On the borders of Europe, several other TBRF borrelioses are present. Borrelia persica, the agent of Persian relapsing fever, is found in Israel, Syria, Egypt, Iran, and Central Asia. It is transmitted by Ornithodoros tholozani (from Tholozan, who first described the disease and its link with ticks in Iran in 1879) (Rodhain, 1998). This tick commonly lives in localities where livestock is housed, for example man-made shelters, caves, and rocky overhangs (Estrada-Pena & Jongejan, 1999). This TBRF is sometimes severe, although neurological complications occur in less than 5% of cases (Cadavid & Barbour, 1998). Borrelia caucasica, present in Caucasus and Iraq, is transmitted by Ornithodoros asperus (former Ornithodoros verrucosus), another soft-tick parasite of rodents. Borrelia latyschevii is transmitted by Ornithodoros tartakovskyi in Central Asia, the former USSR and Iran (Estrada-Pena & Jongejan, 1999).
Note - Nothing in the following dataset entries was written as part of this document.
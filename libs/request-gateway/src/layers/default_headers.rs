use crate::error::HttpError;
use http::header::{HeaderMap, HeaderName, HeaderValue};
use http::Request;
use std::sync::Arc;
use std::task::{Context, Poll};
use tower::{Layer, Service};

/// Tower layer that applies a fixed set of headers to every request.
///
/// A header already present on the request is left untouched, so
/// per-request headers override the defaults.
#[derive(Clone, Debug, Default)]
pub struct DefaultHeadersLayer {
    headers: Arc<HeaderMap>,
}

impl DefaultHeadersLayer {
    /// Parse and validate the given name/value pairs.
    ///
    /// # Errors
    /// Returns `HttpError::InvalidHeaderName` or `HttpError::InvalidHeaderValue`
    /// for the first pair that is not a valid header.
    pub fn try_new<I, K, V>(headers: I) -> Result<Self, HttpError>
    where
        I: IntoIterator<Item = (K, V)>,
        K: AsRef<str>,
        V: AsRef<str>,
    {
        let mut map = HeaderMap::new();
        for (name, value) in headers {
            let name = HeaderName::try_from(name.as_ref())?;
            let value = HeaderValue::try_from(value.as_ref())?;
            map.append(name, value);
        }
        Ok(Self {
            headers: Arc::new(map),
        })
    }

    /// Headers this layer applies.
    #[must_use]
    pub fn headers(&self) -> &HeaderMap {
        &self.headers
    }
}

impl<S> Layer<S> for DefaultHeadersLayer {
    type Service = DefaultHeadersService<S>;

    fn layer(&self, inner: S) -> Self::Service {
        DefaultHeadersService {
            inner,
            headers: Arc::clone(&self.headers),
        }
    }
}

#[derive(Clone, Debug)]
pub struct DefaultHeadersService<S> {
    inner: S,
    headers: Arc<HeaderMap>,
}

impl<S, ReqBody> Service<Request<ReqBody>> for DefaultHeadersService<S>
where
    S: Service<Request<ReqBody>>,
{
    type Response = S::Response;
    type Error = S::Error;
    type Future = S::Future;

    fn poll_ready(&mut self, cx: &mut Context<'_>) -> Poll<Result<(), Self::Error>> {
        self.inner.poll_ready(cx)
    }

    fn call(&mut self, mut req: Request<ReqBody>) -> Self::Future {
        let target = req.headers_mut();
        for name in self.headers.keys() {
            if target.contains_key(name) {
                continue;
            }
            for value in self.headers.get_all(name) {
                target.append(name.clone(), value.clone());
            }
        }
        self.inner.call(req)
    }
}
Although not present in Europe or close to its boundaries, other TBRF Borrelia species are of interest to European physicians because of increasing travel. Indeed, imported RF has already been described in European tourists. Tourists might, for instance, acquire infection with B. crocidurae in Senegal from sleeping outdoors on a terrace (Colebunders et al. 1993; Trape et al. 1996), or with B. hermsii in a Rocky Mountain cabin of Colorado, USA (Trevejo et al. 1998), or with B. duttonii, transmitted by O. moubata, in indigenous huts of South, Central and East Africa (Dupont et al. 1997). Furthermore, a new RF Borrelia was recently described in East Africa (Tanzania), being transmitted by Ornithodoros porcinus (Kisinza et al. 2003; Mitani et al. 2004) (Fig. 1). Therefore, TBRF borrelioses are considered as emerging diseases. As a consequence, TBRF should be considered in all patients returning from the tropics with recurring fever, especially if no malaria parasites are detected.

Finally, future data may challenge current concepts. New Borrelia species related to the RF spirochetes group have recently been isolated from hard ticks, such as the emerging human pathogen Borrelia lonestari that has been identified in Amblyomma americanum in the USA (Barbour et al. 1996). Other relapsing fever-like spirochetes have been isolated from hard ticks of the genus Ixodes in Japan (Borrelia miyamotoi sp. nov.) (Fukunaga et al. 1995), northern America (Scoles et al. 2001), Sweden (Fraenkel et al. 2002), Germany, and France (Richter et al. 2003). More recently, a further Borrelia species has been isolated from hard ticks infesting Turkish tortoises. A phylogenetic tree, generated from 16S rRNA gene sequences, demonstrated that this spirochete isolates from Hyalomma aegyptium was related to Lyme-disease-related and RF-associated Borrelia but formed a different cluster (Guner et al. 2003, 2004). For all these species, further microbiological, clinical and epidemiological studies are needed to determine implications for human health.

In conclusion, the incidence of TBRF borrelioses appears to be rare in Europe with the exception of specific settings. However, European physicians can face imported and/or emerging TBRF. Risk factors should be investigated in patients in order to identify exposure to Ornithodoros tick vectors in their specific biotopes.